I think that contemporary black women writers have been willing to risk telling things about their lives that other people haven’t been willing to tell. I sat with a group of women last night and I was telling them about Maya Angelou writing about sexuality for the over-sixty and the over-seventy. Everyone admitted that hardly anyone touches upon that. Maya begins from the place of her mother’s experience, and then from her experience; I think that willingness to share allows one to teach in a very different way.
Maya Angelou: Thank you. The idea that closing one’s eyes and sticking one’s head into the sand, as the ostriches are accused of doing, will make the bugaboo go away has never been one of the escapes for the black woman.

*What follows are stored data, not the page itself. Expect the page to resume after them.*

//! Account-level risk aggregates derived from normalized positions plus raw
//! account totals. Every division-by-zero case yields 0, never NaN.

use crate::aggregator::types::{AccountSummary, Position};
use crate::risk::normalize::round2;

/// Sum of absolute per-position notional values.
pub fn total_notional(positions: &[Position]) -> f64 {
    positions.iter().map(|p| p.notional_value.abs()).sum()
}

/// Notional-weighted average leverage; 0 when there are no positions.
pub fn weighted_leverage(positions: &[Position]) -> f64 {
    let total: f64 = positions.iter().map(|p| p.notional_value.abs()).sum();
    if total <= 0.0 {
        return 0.0;
    }
    let weighted: f64 = positions
        .iter()
        .map(|p| p.leverage * p.notional_value.abs())
        .sum();
    weighted / total
}

/// maintenanceMargin / equity * 100; 0 when equity is non-positive.
pub fn margin_ratio(maintenance_margin: f64, equity: f64) -> f64 {
    if equity <= 0.0 {
        return 0.0;
    }
    maintenance_margin / equity * 100.0
}

/// Percent headroom of equity above maintenance margin, clamped to [0, 100];
/// 0 when there is no maintenance margin requirement.
pub fn liquidation_buffer(equity: f64, maintenance_margin: f64) -> f64 {
    if maintenance_margin <= 0.0 {
        return 0.0;
    }
    let buffer = (equity - maintenance_margin) / maintenance_margin * 100.0;
    buffer.clamp(0.0, 100.0)
}

/// Raw inputs a client hands over after its fan-out completes.
#[derive(Debug, Clone)]
pub struct SummaryInputs<'a> {
    pub exchange: &'a str,
    pub account_id: &'a str,
    pub base_currency: &'a str,
    /// Equity already converted into the base currency.
    pub base_balance: f64,
    pub equity: f64,
    pub maintenance_margin: f64,
    pub open_orders_count: usize,
    pub positions: &'a [Position],
}

pub fn build_summary(inputs: SummaryInputs<'_>) -> AccountSummary {
    AccountSummary {
        exchange: inputs.exchange.to_string(),
        account_id: inputs.account_id.to_string(),
        base_currency: inputs.base_currency.to_string(),
        base_balance: round2(inputs.base_balance),
        total_notional_value: round2(total_notional(inputs.positions)),
        account_leverage: round2(weighted_leverage(inputs.positions)),
        open_positions_count: inputs.positions.len(),
        open_orders_count: inputs.open_orders_count,
        account_margin_ratio: round2(margin_ratio(inputs.maintenance_margin, inputs.equity)),
        liquidation_buffer: round2(liquidation_buffer(inputs.equity, inputs.maintenance_margin)),
    }
}

#[cfg(test)]
mod tests {
    use super::*;
    use crate::aggregator::types::{MarginMode, Side};

    fn position(notional: f64, leverage: f64) -> Position {
        Position {
            symbol: "BTCUSDT".into(),
            side: Side::Long,
            size: 1.0,
            notional_value: notional,
            entry_price: 0.0,
            mark_price: 0.0,
            liquidation_price: 0.0,
            liquidation_distance_percent: 0.0,
            current_funding_rate_percent: 0.0,
            next_funding_rate_percent: 0.0,
            leverage,
            unrealized_pnl: 0.0,
            realized_pnl: 0.0,
            margin_mode: MarginMode::Cross,
            exchange: "binance-futures".into(),
        }
    }

    #[test]
    fn weighted_leverage_empty_is_zero() {
        assert_eq!(weighted_leverage(&[]), 0.0);
    }

    #[test]
    fn weighted_leverage_is_notional_weighted() {
        let positions = vec![position(1_000.0, 10.0), position(3_000.0, 5.0)];
        // (10*1000 + 5*3000) / 4000
        assert_eq!(weighted_leverage(&positions), 6.25);
    }

    #[test]
    fn liquidation_buffer_bounds() {
        assert_eq!(liquidation_buffer(1_000.0, 0.0), 0.0);
        assert_eq!(liquidation_buffer(0.0, 0.0), 0.0);
        // Huge headroom clamps to 100.
        assert_eq!(liquidation_buffer(1_000_000.0, 10.0), 100.0);
        // Below maintenance margin clamps to 0.
        assert_eq!(liquidation_buffer(5.0, 10.0), 0.0);
        // 50% headroom.
        assert_eq!(liquidation_buffer(15.0, 10.0), 50.0);
    }

    #[test]
    fn margin_ratio_handles_non_positive_equity() {
        assert_eq!(margin_ratio(10.0, 0.0), 0.0);
        assert_eq!(margin_ratio(10.0, -5.0), 0.0);
        assert_eq!(margin_ratio(10.0, 100.0), 10.0);
    }

    #[test]
    fn summary_assembles_rounded_fields() {
        let positions = vec![position(1_000.0, 10.0), position(3_000.0, 5.0)];
        let summary = build_summary(SummaryInputs {
            exchange: "binance-futures",
            account_id: "futures",
            base_currency: "USDT",
            base_balance: 10_000.123,
            equity: 10_000.0,
            maintenance_margin: 40.0,
            open_orders_count: 3,
            positions: &positions,
        });
        assert_eq!(summary.base_balance, 10_000.12);
        assert_eq!(summary.total_notional_value, 4_000.0);
        assert_eq!(summary.account_leverage, 6.25);
        assert_eq!(summary.open_positions_count, 2);
        assert_eq!(summary.open_orders_count, 3);
        assert_eq!(summary.account_margin_ratio, 0.4);
        assert_eq!(summary.liquidation_buffer, 100.0);
    }
}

We’ve had to see and admit what we see. Or we’d have been killed, we’d have been dead.
bell hooks: Well, how do you feel about the critics who have accused you of being a modern day mammy for the Clintons, for the nation? Can you talk about that some?

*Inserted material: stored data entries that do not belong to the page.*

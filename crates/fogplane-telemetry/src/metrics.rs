//! Prometheus metrics registry for control plane operations.

use prometheus_client::{
    encoding::EncodeLabelSet,
    metrics::{counter::Counter, family::Family},
    registry::Registry,
};

/// Orchestration operation labels.
#[derive(Clone, Debug, Hash, PartialEq, Eq, EncodeLabelSet)]
pub struct OperationLabels {
    pub operation: String,
    pub outcome: String,
}

/// Change event labels.
#[derive(Clone, Debug, Hash, PartialEq, Eq, EncodeLabelSet)]
pub struct ChangeEventLabels {
    pub event: String,
}

/// Metrics registry holding all control plane metrics.
pub struct MetricsRegistry {
    /// The prometheus-client registry for encoding.
    pub registry: Registry,

    pub operations_total: Family<OperationLabels, Counter>,
    pub change_events_total: Family<ChangeEventLabels, Counter>,
    pub fan_out_targets_total: Counter,
    pub fan_out_failures_total: Counter,
    pub binding_refresh_failures_total: Counter,
    pub audit_write_failures_total: Counter,
}

impl MetricsRegistry {
    /// Create a new metrics registry with all metrics registered.
    pub fn new() -> Self {
        let mut registry = Registry::default();

        let operations_total = Family::<OperationLabels, Counter>::default();
        registry.register(
            "fogplane_operations",
            "Total number of orchestration operations by outcome",
            operations_total.clone(),
        );

        let change_events_total = Family::<ChangeEventLabels, Counter>::default();
        registry.register(
            "fogplane_change_events",
            "Total number of agent change events recorded",
            change_events_total.clone(),
        );

        let fan_out_targets_total = Counter::default();
        registry.register(
            "fogplane_fan_out_targets",
            "Total number of tag fan-out targets visited",
            fan_out_targets_total.clone(),
        );

        let fan_out_failures_total = Counter::default();
        registry.register(
            "fogplane_fan_out_failures",
            "Total number of tag fan-out targets that could not be updated",
            fan_out_failures_total.clone(),
        );

        let binding_refresh_failures_total = Counter::default();
        registry.register(
            "fogplane_binding_refresh_failures",
            "Total number of dependent host bindings that failed to re-resolve",
            binding_refresh_failures_total.clone(),
        );

        let audit_write_failures_total = Counter::default();
        registry.register(
            "fogplane_audit_write_failures",
            "Total number of audit events that could not be persisted",
            audit_write_failures_total.clone(),
        );

        Self {
            registry,
            operations_total,
            change_events_total,
            fan_out_targets_total,
            fan_out_failures_total,
            binding_refresh_failures_total,
            audit_write_failures_total,
        }
    }

    /// Record the outcome of an orchestration operation.
    pub fn record_operation(&self, operation: &str, success: bool) {
        let labels = OperationLabels {
            operation: operation.to_string(),
            outcome: if success { "success" } else { "error" }.to_string(),
        };
        self.operations_total.get_or_create(&labels).inc();
    }

    /// Record a change event applied to an agent.
    pub fn record_change_event(&self, event: &str) {
        let labels = ChangeEventLabels {
            event: event.to_string(),
        };
        self.change_events_total.get_or_create(&labels).inc();
    }

    /// Record the result of a fan-out pass.
    pub fn record_fan_out(&self, targets: u64, failures: u64) {
        self.fan_out_targets_total.inc_by(targets);
        self.fan_out_failures_total.inc_by(failures);
    }

    /// Record a dependent binding that failed to re-resolve.
    pub fn record_binding_refresh_failure(&self) {
        self.binding_refresh_failures_total.inc();
    }

    /// Record an audit write that was dropped.
    pub fn record_audit_write_failure(&self) {
        self.audit_write_failures_total.inc();
    }
}

impl Default for MetricsRegistry {
    fn default() -> Self {
        Self::new()
    }
}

Maya Angelou: I can’t think of anything better (laughs).
bell hooks: Well, say more. I know your understanding of that is much more sophisticated than people will assume when you say that.
Maya Angelou: Exactly. What I mean is I take responsibility for the time I take up and the space I occupy. That’s what I do. And if that is considered being a mammy, well, I can’t do anything about their ignorance. I can’t de-ignorize them. So if I’m asked to speak for my church, or my neighborhood, or my people, I’m going to speak. I pay taxes. In all the ways I pay my dues. In all the ways.
I have a lot to say, so I speak. I’m sorry that folks find that negative and derogatory. I’m always extolling the human spirit, and sometimes the human spirit doesn’t want to be extolled. It wants rather to drag down the extoller. You know, when you say to someone, "You’re wonderful," and they say, "I’m not that wonderful, stop saying that," well, they tell me more about themselves than about me. Because what I see is the wonder in the human spirit. What I see is the potential in the human spirit. Some people will really try to live up to the level upon which you address them. Some can’t. Some resent being asked to come up, come up out of the morass, come out of the mire, come up, the air is breathable, up an inch out of self hate.
bell hooks: I was particularly struck by your critical reflection on your support of Clarence Thomas. I found it fascinating because I believe that this nation can only heal from the wounds of racism if we all begin to love blackness. And by that I don’t mean that we love only that which is best within us, but that we’re also able to love that which is faltering, which is wounded, which is contradictory, incomplete. In your "I Dare to Hope" piece you seem to be talking about the necessity of not giving up on people.
Maya Angelou: Absolutely. You see, I think we confess that we’re not very smart if we give up on people. I think that our pundits ought to have planned ways in which to go out to Clarence Thomas, to surround him...
bell hooks: That’s what I found fascinating in your piece, since I didn’t support him...
Maya Angelou: I understand. But to surround him with so much stuff that he’s almost a pupae in chrysalis, instead of shunting him away, closing him in. If we could have done that, surrounded him, eventually he might have emerged a butterfly. Now, he might have emerged a dragon, but I think the effort should have been made.